Чтобы проехать к себе в горы, где он был истинным королем, ему едва понадобится, может быть, часов двадцать. Там, помимо двадцати двух гвардейцев, что были у него на службе, он соберет семьдесят восемь отборных, лучших штирийских стрелков. Он оденет их в такие мундиры, какой и сам обычно носил во время охоты, вооружит их лучшими карабинами, какие только сможет отыскать, затем выйдет в отставку с поста капитана лихтенштейнских егерей и попросит императора назначить его капитаном вольной роты. Будучи сам превосходным стрелком, он но главе ста человек, славящихся своей сноровкой, мог бы добиться на войне таких результатов, каких никогда бы не смог достичь, оставаясь в полку под командой полковника.
В этом плане было и другое преимущество. Оказавшись командиром вольной роты, Карл получал свободу передвижения. Такая партизанская война не привязывала бы его к тому или иному войсковому соединению. Он мог бы сражаться по своему усмотрению, при этом принося врагу как можно больше зла, и отдавал бы отчет в своих действиях только самому императору.
Таким образом, он сможет не удаляться от Франкфурта, то есть единственного города, который будет существовать для него в этом мире, потому что именно в нем живет Елена.
Ведь сердце находится не там, где оно бьется, а там, где оно любит.
Прусский план кампании состоял в том, чтобы заключить Германию как бы в полукруг; бросить друг на друга королей, великих герцогов, князей и народы; пройти маршем с запада на восток и, безусловно, вести бои в Гессене, в герцогстве Баденском и в Баварии — в местах, расположенных вблизи Франкфурта.
Там Карл и будет сражаться; а потом, в конце концов, имея при себе хороших лазутчиков, он всегда сможет знать, где находится его свояк, и не будет рисковать встретиться с ним.
Пока обсуждались все эти планы, в которых, к несчастью, никак нельзя было заключить договора со случаем, время продолжало идти.
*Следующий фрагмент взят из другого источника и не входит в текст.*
use std::collections::HashMap;
use std::sync::mpsc::{self, Receiver, TryRecvError};
use std::thread;

use eframe::egui::{self, Context, Vec2};

use crate::layout::star_layout;
use crate::profile::{
    GraphData, IdentityMap, ProfileRecord, RecordSession, StoreConfig, extract, fetch_records,
    graph_from_identity,
};

mod graph_view;
mod json_tree;
mod panels;
mod render_utils;
mod strength_map;

type LoadResult = Result<Vec<ProfileRecord>, String>;

pub struct SelfMapApp {
    config: StoreConfig,
    state: AppState,
    reload_rx: Option<Receiver<LoadResult>>,
}

enum AppState {
    Loading { rx: Receiver<LoadResult> },
    Ready(Box<ViewModel>),
    Error(String),
}

struct ViewModel {
    session: RecordSession,
    identity: IdentityMap,
    graph_data: GraphData,
    node_positions: Vec<Vec2>,
    search: String,
    selected: Option<String>,
    pan: Vec2,
    zoom: f32,
}

impl SelfMapApp {
    pub fn new(_cc: &eframe::CreationContext<'_>, config: StoreConfig) -> Self {
        let state = Self::start_load(config.clone());
        Self {
            config,
            state,
            reload_rx: None,
        }
    }

    fn spawn_load(config: StoreConfig) -> Receiver<LoadResult> {
        let (tx, rx) = mpsc::channel();

        thread::spawn(move || {
            let result = fetch_records(&config).map_err(|error| format!("{error:#}"));
            let _ = tx.send(result);
        });

        rx
    }

    fn start_load(config: StoreConfig) -> AppState {
        AppState::Loading {
            rx: Self::spawn_load(config),
        }
    }
}

impl eframe::App for SelfMapApp {
    fn update(&mut self, ctx: &Context, _frame: &mut eframe::Frame) {
        let mut transition = None;

        match &mut self.state {
            AppState::Loading { rx } => {
                if let Ok(result) = rx.try_recv() {
                    transition = Some(match result {
                        Ok(records) => AppState::Ready(Box::new(ViewModel::new(records))),
                        Err(error) => AppState::Error(error),
                    });
                }

                egui::CentralPanel::default().show(ctx, |ui| {
                    ui.vertical_centered(|ui| {
                        ui.add_space(120.0);
                        ui.heading("Loading identity profiles...");
                        ui.add_space(8.0);
                        ui.spinner();
                    });
                });
            }
            AppState::Error(error) => {
                egui::CentralPanel::default().show(ctx, |ui| {
                    ui.heading("Failed to load identity profiles");
                    ui.add_space(6.0);
                    ui.label(error.as_str());
                    ui.add_space(10.0);
                    if ui.button("Retry").clicked() {
                        transition = Some(Self::start_load(self.config.clone()));
                    }
                });
            }
            AppState::Ready(model) => {
                let mut reload_requested = false;
                let is_reloading = self.reload_rx.is_some();
                model.show(ctx, &mut reload_requested, is_reloading);

                if reload_requested && self.reload_rx.is_none() {
                    self.reload_rx = Some(Self::spawn_load(self.config.clone()));
                }

                if let Some(rx) = self.reload_rx.take() {
                    match rx.try_recv() {
                        Ok(result) => {
                            transition = Some(match result {
                                Ok(records) => AppState::Ready(Box::new(ViewModel::new(records))),
                                Err(error) => AppState::Error(error),
                            });
                        }
                        Err(TryRecvError::Empty) => {
                            self.reload_rx = Some(rx);
                        }
                        Err(TryRecvError::Disconnected) => {
                            transition =
                                Some(AppState::Error("Background fetch worker disconnected".to_owned()));
                        }
                    }
                }
            }
        }

        if let Some(next_state) = transition {
            self.reload_rx = None;
            self.state = next_state;
        }
    }
}

impl ViewModel {
    fn new(records: Vec<ProfileRecord>) -> Self {
        let mut model = Self {
            session: RecordSession::new(records),
            identity: IdentityMap::default(),
            graph_data: GraphData::default(),
            node_positions: Vec::new(),
            search: String::new(),
            selected: None,
            pan: Vec2::ZERO,
            zoom: 1.0,
        };
        model.refresh_derived();
        model
    }

    /// Recomputes the identity map, graph data, and layout for the record
    /// under the cursor. Called after every cursor move or reload; derived
    /// structures are never cached across records.
    fn refresh_derived(&mut self) {
        match self.session.current() {
            Some(record) => {
                self.identity = extract(&record.json_content);
                self.graph_data = graph_from_identity(&self.identity);
            }
            None => {
                self.identity = IdentityMap::default();
                self.graph_data = GraphData::default();
            }
        }

        let node_ids = self
            .graph_data
            .nodes
            .iter()
            .map(|node| node.id.clone())
            .collect::<Vec<_>>();
        let index_by_id = node_ids
            .iter()
            .enumerate()
            .map(|(index, id)| (id.as_str(), index))
            .collect::<HashMap<_, _>>();
        let links = self
            .graph_data
            .links
            .iter()
            .filter_map(|link| {
                let from = *index_by_id.get(link.source.as_str())?;
                let to = *index_by_id.get(link.target.as_str())?;
                Some((from, to, link.value as f32))
            })
            .collect::<Vec<_>>();
        self.node_positions = star_layout(&node_ids, &links);

        if let Some(label) = &self.selected
            && self.identity.get(label).is_none()
        {
            self.selected = None;
        }
    }
}
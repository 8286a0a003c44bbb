mod app;
mod layout;
mod profile;
mod util;

use clap::Parser;

use crate::profile::StoreConfig;

#[derive(Debug, Parser)]
#[command(author, version, about)]
struct Args {
    #[arg(long, env = "SELFMAP_SUPABASE_URL")]
    url: String,
    #[arg(long, env = "SELFMAP_SUPABASE_KEY", hide_env_values = true)]
    api_key: String,
    #[arg(long, default_value = "selfmapsbench")]
    table: String,
}

fn main() -> eframe::Result<()> {
    env_logger::init();
    let args = Args::parse();
    let config = StoreConfig {
        url: args.url,
        api_key: args.api_key,
        table: args.table,
    };

    let options = eframe::NativeOptions {
        viewport: eframe::egui::ViewportBuilder::default().with_inner_size([1440.0, 920.0]),
        ..Default::default()
    };

    eframe::run_native(
        "selfmap-viewer",
        options,
        Box::new(move |cc| Ok(Box::new(app::SelfMapApp::new(cc, config.clone())))),
    )
}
И вот стенные часы пробили два часа.
В два часа австрийские офицеры обязаны были собраться во дворе казармы, находившейся в бывшем монастыре кармелиток. Карл на прощание обнял баронессу и ее дитя, лежавшее рядом с нею в своей кроватке, потом вместе с Еленой пошел и преклонил колена перед бабушкой, попросив у нее благословения.
Восхитительная женщина заплакала оттого, что увидела молодых людей такими печальными; она возложила каждому из них на голову свою руку и пожелала произнести благословение, но голос ей изменил.
Они стояли в молчании перед ней, и немые слезы текли по их щекам.
Бабушка пожалела их.
— Елена, — сказала она, — прощаясь с твоим дедушкой, я обняла его; не вижу ничего дурного в том, чтобы ты оказала ту же милость бедному Карлу.
Оба молодых существа бросились в объятия друг другу, а бабушка под предлогом тою, что она вытирала слезы, отвернулась, чтобы не подглядывать за их последними поцелуями.
Елена долго искала способа еще раз увидеть Карла, после того как он выйдет из дома, где ему было позволено попрощаться с нею. Вдруг она вспомнила, что окна в доме у бургомистра Фелльнера, крестного ее сестры, выходили на вокзал.
Тотчас же она принялась умолять свою добрую бабушку пойти с ней к бургомистру и попросить своего старинного друга разрешить Елене постоять у окна.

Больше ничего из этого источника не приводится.